What is a payment method?

A payment method is the way a customer chooses to pay at checkout, whether for a one-time order or a recurring subscription. Common options include credit and debit cards, digital wallets (Apple Pay, Google Pay, PayPal, Shop Pay), bank transfers and ACH or direct debit, Buy Now, Pay Later (BNPL), mobile payments, and, in some niches, cryptocurrency. Each payment method a merchant accepts is processed through a payment gateway, which authorizes the transaction with the customer’s bank, card network, or wallet provider.

The mix of payment methods you offer at checkout directly affects conversion rates, average order value, and how many international shoppers can actually complete a purchase on your store.

Why are payment methods important?

Offering the right mix of payment methods reduces friction at checkout and meets customers where they already pay. The right combination can:

  • Lift conversion rates by removing one of the most common reasons for cart abandonment, which is shoppers not seeing their preferred way to pay.
  • Support cross-border transactions when paired with locally trusted methods.
  • Build trust at checkout through familiar logos and visible security cues.
  • Enable recurring billing in subscription models, since storing a customer’s payment method on file is what allows the merchant to charge automatically on each renewal without re-entry.

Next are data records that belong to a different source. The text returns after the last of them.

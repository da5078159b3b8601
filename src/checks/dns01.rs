//! dns-01 specific checks.

use std::collections::HashSet;

use async_trait::async_trait;
use futures::future::join_all;
use hickory_resolver::proto::rr::{RData, RecordType};

use crate::checker::Checker;
use crate::config::ACME_CHALLENGE_LABEL;
use crate::context::ScanContext;
use crate::dns::txt_strings;
use crate::domain::{registered_domain, strip_wildcard};
use crate::error_handling::CheckError;
use crate::method::ValidationMethod;
use crate::problem::{Problem, Severity};

/// Wildcard names can only be validated with dns-01.
pub struct WildcardDns01OnlyChecker;

#[async_trait]
impl Checker for WildcardDns01OnlyChecker {
    fn name(&self) -> &'static str {
        "wildcardDNS01Only"
    }

    async fn check(
        &self,
        _ctx: &ScanContext,
        domain: &str,
        method: &ValidationMethod,
    ) -> Result<Vec<Problem>, CheckError> {
        if !strip_wildcard(domain).1 || *method == ValidationMethod::Dns01 {
            return Err(CheckError::NotApplicable);
        }
        Ok(vec![Problem::new(
            "MethodNotSuitable",
            format!(
                "A wildcard domain like {domain} can only be issued using a dns-01 validation method."
            ),
            format!("Invalid method: {method}"),
            Severity::Fatal,
        )])
    }
}

/// Any resolver error on the challenge record fails issuance.
pub struct TxtRecordChecker;

#[async_trait]
impl Checker for TxtRecordChecker {
    fn name(&self) -> &'static str {
        "txtRecord"
    }

    async fn check(
        &self,
        ctx: &ScanContext,
        domain: &str,
        method: &ValidationMethod,
    ) -> Result<Vec<Problem>, CheckError> {
        if *method != ValidationMethod::Dns01 {
            return Err(CheckError::NotApplicable);
        }

        let domain = strip_wildcard(domain).0;
        match ctx
            .lookup(&format!("{ACME_CHALLENGE_LABEL}.{domain}"), RecordType::TXT)
            .await
        {
            Ok(_) => Ok(Vec::new()),
            Err(e) => Ok(vec![Problem::new(
                "TXTRecordError",
                format!(
                    "An error occurred while attempting to lookup the TXT record on {ACME_CHALLENGE_LABEL}.{domain} . \
                     Any resolver errors that the Let's Encrypt CA encounters on this record will cause certificate issuance to fail."
                ),
                e.to_string(),
                Severity::Fatal,
            )]),
        }
    }
}

/// Detects challenge records created with the zone name typed twice,
/// e.g. `_acme-challenge.www.example.org.example.org`.
pub struct TxtDoubledLabelChecker;

/// TXT answer for one name: the records as text and their sorted strings.
struct TxtAnswer {
    records: Vec<String>,
    combined: String,
}

async fn query_txt(ctx: &ScanContext, name: String) -> TxtAnswer {
    // Failures count as "nothing there"; the TXT record checker reports them
    let records = ctx.lookup(&name, RecordType::TXT).await.unwrap_or_default();
    let txt: Vec<_> = records
        .iter()
        .filter(|r| matches!(r.data(), Some(RData::TXT(_))))
        .cloned()
        .collect();

    let mut strings = txt_strings(&txt);
    strings.sort();
    TxtAnswer {
        records: txt.iter().map(ToString::to_string).collect(),
        combined: strings.join("\n"),
    }
}

#[async_trait]
impl Checker for TxtDoubledLabelChecker {
    fn name(&self) -> &'static str {
        "txtDoubledLabel"
    }

    async fn check(
        &self,
        ctx: &ScanContext,
        domain: &str,
        method: &ValidationMethod,
    ) -> Result<Vec<Problem>, CheckError> {
        if *method != ValidationMethod::Dns01 {
            return Err(CheckError::NotApplicable);
        }

        let domain = strip_wildcard(domain).0;
        let mut variants = vec![format!("{ACME_CHALLENGE_LABEL}.{domain}.{domain}")];
        if let Some(registered) = registered_domain(domain).filter(|r| r != domain) {
            variants.push(format!("{ACME_CHALLENGE_LABEL}.{domain}.{registered}"));
        }
        let control = format!(
            "{ACME_CHALLENGE_LABEL}.rand-{:08x}.{domain}",
            rand::random::<u32>()
        );

        let (answers, control) = futures::join!(
            join_all(variants.into_iter().map(|name| query_txt(ctx, name))),
            query_txt(ctx, control)
        );

        let found: Vec<&TxtAnswer> = answers.iter().filter(|a| !a.records.is_empty()).collect();
        if found.is_empty() {
            return Ok(Vec::new());
        }

        // Identical data under a random name means a wildcard TXT record
        let distinct: HashSet<&str> = found.iter().map(|a| a.combined.as_str()).collect();
        if !control.combined.is_empty() && distinct.contains(control.combined.as_str()) {
            return Ok(Vec::new());
        }

        let records: Vec<&str> = found
            .iter()
            .flat_map(|a| a.records.iter().map(String::as_str))
            .collect();
        Ok(vec![Problem::new(
            "TXTDoubleLabel",
            "Some DNS records were found that indicate TXT records may have been incorrectly manually entered into \
             DNS editor interfaces. The correct way to enter these records is to either remove the domain from the label (so \
             enter \"_acme-challenge.www.example.org\" as \"_acme-challenge.www\") or include a period (.) at the \
             end of the label (enter \"_acme-challenge.example.org.\").",
            format!(
                "The following probably-erroneous TXT records were found:\n{}",
                records.join("\n")
            ),
            Severity::Warning,
        )])
    }
}
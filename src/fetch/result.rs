//! Probe outcome and request tracing.

use std::fmt;
use std::net::IpAddr;
use std::sync::{Arc, Mutex, MutexGuard, PoisonError};
use std::time::Instant;

use log::trace;
use reqwest::StatusCode;

/// Raw outcome of one emulated validation request.
///
/// Kept even when a problem is reported, so the A and AAAA results can be
/// compared with each other.
#[derive(Debug, Clone, PartialEq, Eq)]
pub struct HttpCheckResult {
    /// Address the domain under test was pinned to
    pub ip: IpAddr,
    /// Status of the last response received (0 if none)
    pub status_code: u16,
    /// Status of the first response received (0 if none)
    pub initial_status_code: u16,
    /// `Server` header of the last response
    pub server_header: String,
    /// Redirects the client was asked to follow
    pub num_redirects: usize,
    /// Start of the body, truncated to the read limit
    pub content: Vec<u8>,
    /// Timestamped dial and response lines, in order
    pub trace: Vec<String>,
}

impl HttpCheckResult {
    /// An empty result for a request pinned to `ip`.
    pub fn new(ip: IpAddr) -> Self {
        Self {
            ip,
            status_code: 0,
            initial_status_code: 0,
            server_header: String::new(),
            num_redirects: 0,
            content: Vec::new(),
            trace: Vec::new(),
        }
    }

    /// True when no response was ever received.
    pub fn is_zero(&self) -> bool {
        self.status_code == 0
    }

    /// The trace, one line per event, as attached to problem details.
    pub fn trace_text(&self) -> String {
        self.trace.join("\n")
    }
}

impl fmt::Display for HttpCheckResult {
    fn fmt(&self, f: &mut fmt::Formatter<'_>) -> fmt::Result {
        let addr_type = if self.ip.is_ipv4() { "IPv4" } else { "IPv6" };
        write!(
            f,
            "[Address={},Address Type={},Server={},HTTP Status={}",
            self.ip, addr_type, self.server_header, self.initial_status_code
        )?;
        if self.num_redirects > 0 {
            write!(
                f,
                ",Number of Redirects={},Final HTTP Status={}",
                self.num_redirects, self.status_code
            )?;
        }
        f.write_str("]")
    }
}

struct ProbeState {
    result: HttpCheckResult,
    first_dial: Option<Instant>,
    redirect_error: Option<String>,
}

/// Shared recorder written by the resolver, the redirect policy and the
/// probe itself while a request is in flight.
#[derive(Clone)]
pub(crate) struct ProbeRecorder(Arc<Mutex<ProbeState>>);

impl ProbeRecorder {
    pub(crate) fn new(ip: IpAddr) -> Self {
        Self(Arc::new(Mutex::new(ProbeState {
            result: HttpCheckResult::new(ip),
            first_dial: None,
            redirect_error: None,
        })))
    }

    fn state(&self) -> MutexGuard<'_, ProbeState> {
        // A panic while holding the lock cannot leave the trace inconsistent
        self.0.lock().unwrap_or_else(PoisonError::into_inner)
    }

    /// Appends `@{ms}ms: {line}`, timed from the first trace line.
    pub(crate) fn trace(&self, line: impl AsRef<str>) {
        let mut state = self.state();
        let started = *state.first_dial.get_or_insert_with(Instant::now);
        let entry = format!("@{}ms: {}", started.elapsed().as_millis(), line.as_ref());
        trace!("{entry}");
        state.result.trace.push(entry);
    }

    /// Records a received status line.
    pub(crate) fn observe_status(&self, status: StatusCode, server: Option<&str>) {
        {
            let mut state = self.state();
            if state.result.initial_status_code == 0 {
                state.result.initial_status_code = status.as_u16();
            }
            state.result.status_code = status.as_u16();
            state.result.server_header = server.unwrap_or_default().to_string();
        }
        self.trace(format!("Server response: HTTP {status}"));
    }

    pub(crate) fn count_redirect(&self) {
        self.state().result.num_redirects += 1;
    }

    pub(crate) fn set_redirect_error(&self, message: String) {
        self.state().redirect_error = Some(message);
    }

    pub(crate) fn take_redirect_error(&self) -> Option<String> {
        self.state().redirect_error.take()
    }

    pub(crate) fn set_content(&self, content: Vec<u8>) {
        self.state().result.content = content;
    }

    pub(crate) fn snapshot(&self) -> HttpCheckResult {
        self.state().result.clone()
    }
}
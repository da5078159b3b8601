//! Logger initialization.
//!
//! This module provides functions to initialize the logger with custom formatting.

use std::io::Write;

use crate::config::LogFormat;
use crate::error_handling::InitializationError;
use colored::*;
use log::LevelFilter;

/// Initializes the logger with the specified level and format.
///
/// Configures `env_logger` with custom formatting. Supports both plain text
/// (with colors) and JSON formats for structured logging.
///
/// `RUST_LOG` is read first and the provided `level` overrides it, so
/// `RUST_LOG=hickory_resolver=debug` still works for digging into DNS.
///
/// # Errors
///
/// Returns `InitializationError::LoggerError` if a logger is already installed.
///
/// # Examples
///
/// ```bash
/// # Per-module filtering via RUST_LOG
/// RUST_LOG=acme_precheck=trace acme_precheck --domain example.org --method http-01
/// ```
pub fn init_logger_with(level: LevelFilter, format: LogFormat) -> Result<(), InitializationError> {
    let mut builder = env_logger::Builder::from_default_env();

    builder.filter_level(level);
    builder.filter_module("reqwest", LevelFilter::Info);
    builder.filter_module("hyper", LevelFilter::Info);
    builder.filter_module("hyper_util", LevelFilter::Info);
    // Truncated and malformed UDP answers are retried by hickory itself
    builder.filter_module("hickory_proto", LevelFilter::Error);
    builder.filter_module("hickory_resolver", LevelFilter::Warn);
    builder.filter_module("hickory_client", LevelFilter::Warn);
    builder.filter_module("acme_precheck", level);

    match format {
        LogFormat::Json => {
            builder.format(|buf, record| {
                writeln!(
                    buf,
                    "{{\"ts\":{},\"level\":\"{}\",\"target\":\"{}\",\"msg\":{}}}",
                    chrono::Utc::now().timestamp_millis(),
                    record.level(),
                    record.target(),
                    serde_json::to_string(&record.args().to_string())
                        .unwrap_or_else(|_| "\"\"".into())
                )
            });
        }
        LogFormat::Plain => {
            builder.format(|buf, record| {
                let level = record.level();
                let colored_level = match level {
                    log::Level::Error => level.to_string().red(),
                    log::Level::Warn => level.to_string().yellow(),
                    log::Level::Info => level.to_string().green(),
                    log::Level::Debug => level.to_string().blue(),
                    log::Level::Trace => level.to_string().purple(),
                };

                writeln!(
                    buf,
                    "{} {} [{}] {}",
                    chrono::Local::now().format("%H:%M:%S%.3f"),
                    record.target().cyan(),
                    colored_level,
                    record.args()
                )
            });
        }
    }

    builder.try_init().map_err(InitializationError::from)?;

    Ok(())
}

For DTC and Shopify merchants, aligning the checkout with customer preferences is one of the simplest levers for reducing abandonment without touching pricing or product.

Types of payment methods

The most common types of payment methods used in ecommerce today:

  • Credit and debit cards: the most widely used method globally, accepted through Visa, Mastercard, American Express, and Discover.
  • Digital wallets: PayPal, Apple Pay, Google Pay, Shop Pay, and Amazon Pay. These store payment details once and tokenize them for fast repeat checkout.
  • Bank transfers and ACH or direct debit: pull funds directly from a customer’s bank account. ACH payments are popular with subscription merchants because of lower transaction fees and stronger long-term authorization rates than cards.
  • Buy Now, Pay Later (BNPL): Klarna, Afterpay, and Affirm. Splits a single order into installments and is often used to lift AOV on higher-priced items.
  • Mobile payments: UPI (India), Alipay, WeChat Pay, and GCash. Dominant in specific regions.
  • Cryptocurrency: Bitcoin, Ethereum, and stablecoins. Still niche for most consumer ecommerce.

Selecting the right payment methods depends on your customers’ geography, your average order value, and your business model. A subscription brand will typically prioritize stored cards and ACH; a high-AOV apparel brand may add BNPL; a globally distributed store will layer in locally dominant wallets.

Example of payment method

A customer is checking out on a Shopify electronics store. At the payment step they see several payment methods: credit card, Shop Pay, PayPal, Apple Pay, UPI, and Cash on Delivery. They pick UPI, approve the request on their phone, and the order confirms instantly. If they had chosen a “Subscribe and save” option instead of a one-time purchase, the store would have saved their selected payment method on file and charged it automatically on every future renewal.

Driftcharge Tip

Don’t try to support every payment method, support the right ones. Audit your checkout against your top customer regions, business model, and average order value: stored cards plus ACH for subscription stores, BNPL for higher-priced one-time orders, and locally dominant wallets for international shoppers.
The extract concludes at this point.